The officer, who has been suspended with pay, will appear before the court on July 5. The police commissioner, Karen Webb, said Nowland’s family had been informed of the “serious charges”, and thanked detectives for working quickly following the “nasty incident”.

Officers had been called to Yallambee Lodge nursing home in southern New South Wales by staff who told them that a woman was “armed with a knife”. The police say they urged Nowland to drop a serrated steak knife before she moved towards them “at a slow pace” with her walking frame, prompting one officer to fire his taser at her.

The incident has led to calls for a New South Wales parliamentary inquiry and the release of police bodycam video of the confrontation.
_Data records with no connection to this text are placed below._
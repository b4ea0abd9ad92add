//! USD/KRW 환율 조회.
//!
//! 네이버 환율 계산기 API를 사용하고, 실패 시 고정 기본값으로
//! 폴백합니다.

use crate::error::{DataError, Result};
use reqwest::Client;
use serde::Deserialize;
use std::time::Duration;
use tracing::warn;

/// 조회 실패 시 사용하는 기본 환율.
pub const DEFAULT_USD_KRW: f64 = 1400.0;

const DEFAULT_BASE_URL: &str = "https://m.search.naver.com";

/// 환율 조회 클라이언트.
pub struct ExchangeRateClient {
    client: Client,
    base_url: String,
}

#[derive(Debug, Deserialize)]
struct CalculatorResponse {
    country: Vec<CountryEntry>,
}

#[derive(Debug, Deserialize)]
struct CountryEntry {
    value: String,
}

impl ExchangeRateClient {
    pub fn new(timeout_secs: u64) -> Result<Self> {
        Self::with_base_url(DEFAULT_BASE_URL, timeout_secs)
    }

    /// 테스트용 base URL 오버라이드.
    pub fn with_base_url(base_url: impl Into<String>, timeout_secs: u64) -> Result<Self> {
        let client = Client::builder()
            .timeout(Duration::from_secs(timeout_secs))
            .build()
            .map_err(|e| DataError::FetchError(e.to_string()))?;
        Ok(Self {
            client,
            base_url: base_url.into(),
        })
    }

    /// USD/KRW 환율을 조회합니다.
    pub async fn fetch_usd_krw(&self) -> Result<f64> {
        let url = format!(
            "{}/p/csearch/content/qapirender.nhn?key=calculator&pkid=141&q=%ED%99%98%EC%9C%A8&where=m&u1=keb&u6=standardUnit&u7=0&u3=USD&u4=KRW&u8=down&u2=1",
            self.base_url
        );
        let response: CalculatorResponse = self.client.get(&url).send().await?.json().await?;

        // country[0]은 기준 통화(1 USD), country[1]이 환산 금액입니다.
        let raw = response
            .country
            .get(1)
            .map(|c| c.value.as_str())
            .ok_or_else(|| DataError::ParseError("missing country entry".to_string()))?;
        raw.replace(',', "")
            .parse::<f64>()
            .map_err(|e| DataError::ParseError(format!("invalid rate '{raw}': {e}")))
    }

    /// 환율을 조회하고, 실패하면 기본값을 반환합니다.
    pub async fn usd_krw_or_default(&self) -> f64 {
        match self.fetch_usd_krw().await {
            Ok(rate) => rate,
            Err(e) => {
                warn!(error = %e, fallback = DEFAULT_USD_KRW, "환율 조회 실패, 기본값 사용");
                DEFAULT_USD_KRW
            }
        }
    }
}

#[cfg(test)]
mod tests {
    use super::*;

    #[tokio::test]
    async fn test_fetch_parses_comma_value() {
        let mut server = mockito::Server::new_async().await;
        let _mock = server
            .mock(
                "GET",
                mockito::Matcher::Regex(r"^/p/csearch/content/qapirender\.nhn.*".to_string()),
            )
            .with_status(200)
            .with_body(r#"{"country":[{"value":"1"},{"value":"1,385.50"}]}"#)
            .create_async()
            .await;

        let client = ExchangeRateClient::with_base_url(server.url(), 5).unwrap();
        let rate = client.fetch_usd_krw().await.unwrap();
        assert!((rate - 1385.5).abs() < 1e-9);
    }

    #[tokio::test]
    async fn test_fallback_on_bad_response() {
        let mut server = mockito::Server::new_async().await;
        let _mock = server
            .mock(
                "GET",
                mockito::Matcher::Regex(r"^/p/csearch/content/qapirender\.nhn.*".to_string()),
            )
            .with_status(500)
            .create_async()
            .await;

        let client = ExchangeRateClient::with_base_url(server.url(), 5).unwrap();
        let rate = client.usd_krw_or_default().await;
        assert_eq!(rate, DEFAULT_USD_KRW);
    }
}
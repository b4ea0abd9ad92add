//! 분석 엔진.
//!
//! 이 크레이트는 다음을 제공합니다:
//! - 기술적 지표 계산과 지표 프레임
//! - 랜덤 포레스트 (피처 선택, 방향 분류, 종가 회귀)
//! - 감성 점수 병합
//! - 예측 파이프라인과 시계열 교차 검증

pub mod error;
pub mod evaluation;
pub mod forest;
pub mod frame;
pub mod indicators;
pub mod merger;
pub mod prediction;
pub mod selector;

pub use error::{AnalyticsError, Result};
pub use evaluation::{EvaluationReport, FoldMetrics, TimeSeriesEvaluator};
pub use forest::{Dataset, ForestParams, RandomForest, TaskKind};
pub use frame::{IndicatorEngine, IndicatorFrame, INDICATOR_COLUMNS};
pub use merger::SentimentMerger;
pub use prediction::{PredictionEngine, MIN_PREDICTION_ROWS, PRICE_CLIP_RATIO, SENTIMENT_COLUMN};
pub use selector::FeatureSelector;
Sue Higginson, a state Greens MP, said: “The Tasering of Nowland has sparked a community outrage that shows how desperately we need police reform.” “The refusal to release the bodycam footage protects NSW Police from public scrutiny for all the wrong reasons — the NSW community has a right to know exactly what happened when Clare Nowland was tasered so we can start to take the steps needed for change.”

The police have said they do not plan to release police body-worn video of the tasering. “We don’t intend to release it unless there is a process at the end of this that would allow it to be released,” the police said. Webb said at the time she had only heard the audio from the recording: “I don’t see it necessary that I actually view it.”